The task. Each entry below is to be duplicated precisely.

——

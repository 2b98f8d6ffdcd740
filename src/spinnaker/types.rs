use regex::Regex;
use serde::{Deserialize, Serialize};
use std::sync::LazyLock;

use crate::error::{Result, SpinnakerError};

// Trigger refs look like "/pipelines/<id>"; the id is the third segment.
static EXECUTION_REF: LazyLock<Regex> =
    LazyLock::new(|| Regex::new(r"^[^/]*/[^/]*/(?P<id>[^/]+)").unwrap());

/// One run of a Spinnaker pipeline.
#[derive(Debug, Clone, PartialEq, Eq, Serialize, Deserialize)]
pub struct PipelineExecution {
    /// Execution identifier
    pub id: String,
    /// Execution status as reported by Spinnaker (e.g. "RUNNING", "SUCCEEDED")
    #[serde(default, skip_serializing_if = "Option::is_none")]
    pub status: Option<String>,
}

impl PipelineExecution {
    /// Build an execution from the `ref` returned by a trigger call.
    pub fn from_ref(reference: &str) -> Result<Self> {
        let id = EXECUTION_REF
            .captures(reference)
            .and_then(|caps| caps.name("id"))
            .map(|id| id.as_str().to_string())
            .ok_or_else(|| {
                SpinnakerError::Decode(format!("unexpected pipeline execution ref: {reference:?}"))
            })?;

        Ok(Self { id, status: None })
    }
}

/// Entry of `/applications/{app}/pipelineConfigs`; only the name is used.
#[derive(Debug, Deserialize)]
pub(super) struct PipelineConfig {
    pub name: String,
}

/// Body returned by `POST /pipelines/{app}/{pipeline}`.
#[derive(Debug, Deserialize)]
pub(super) struct TriggerResponse {
    #[serde(rename = "ref")]
    pub reference: String,
}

——

Task output.
repository 2b98f8d6ffdcd740
filename src/spinnaker/types.rs
use regex::Regex;
use serde::{Deserialize, Serialize};
use std::sync::LazyLock;

use crate::error::{Result, SpinnakerError};

// Trigger refs look like "/pipelines/<id>"; the id is the third segment.
static EXECUTION_REF: LazyLock<Regex> =
    LazyLock::new(|| Regex::new(r"^[^/]*/[^/]*/(?P<id>[^/]+)").unwrap());

/// One run of a Spinnaker pipeline.
#[derive(Debug, Clone, PartialEq, Eq, Serialize, Deserialize)]
pub struct PipelineExecution {
    /// Execution identifier
    pub id: String,
    /// Execution status as reported by Spinnaker (e.g. "RUNNING", "SUCCEEDED")
    #[serde(default, skip_serializing_if = "Option::is_none")]
    pub status: Option<String>,
}

impl PipelineExecution {
    /// Build an execution from the `ref` returned by a trigger call.
    pub fn from_ref(reference: &str) -> Result<Self> {
        let id = EXECUTION_REF
            .captures(reference)
            .and_then(|caps| caps.name("id"))
            .map(|id| id.as_str().to_string())
            .ok_or_else(|| {
                SpinnakerError::Decode(format!("unexpected pipeline execution ref: {reference:?}"))
            })?;

        Ok(Self { id, status: None })
    }
}

/// Entry of `/applications/{app}/pipelineConfigs`; only the name is used.
#[derive(Debug, Deserialize)]
pub(super) struct PipelineConfig {
    pub name: String,
}

/// Body returned by `POST /pipelines/{app}/{pipeline}`.
#[derive(Debug, Deserialize)]
pub(super) struct TriggerResponse {
    #[serde(rename = "ref")]
    pub reference: String,
}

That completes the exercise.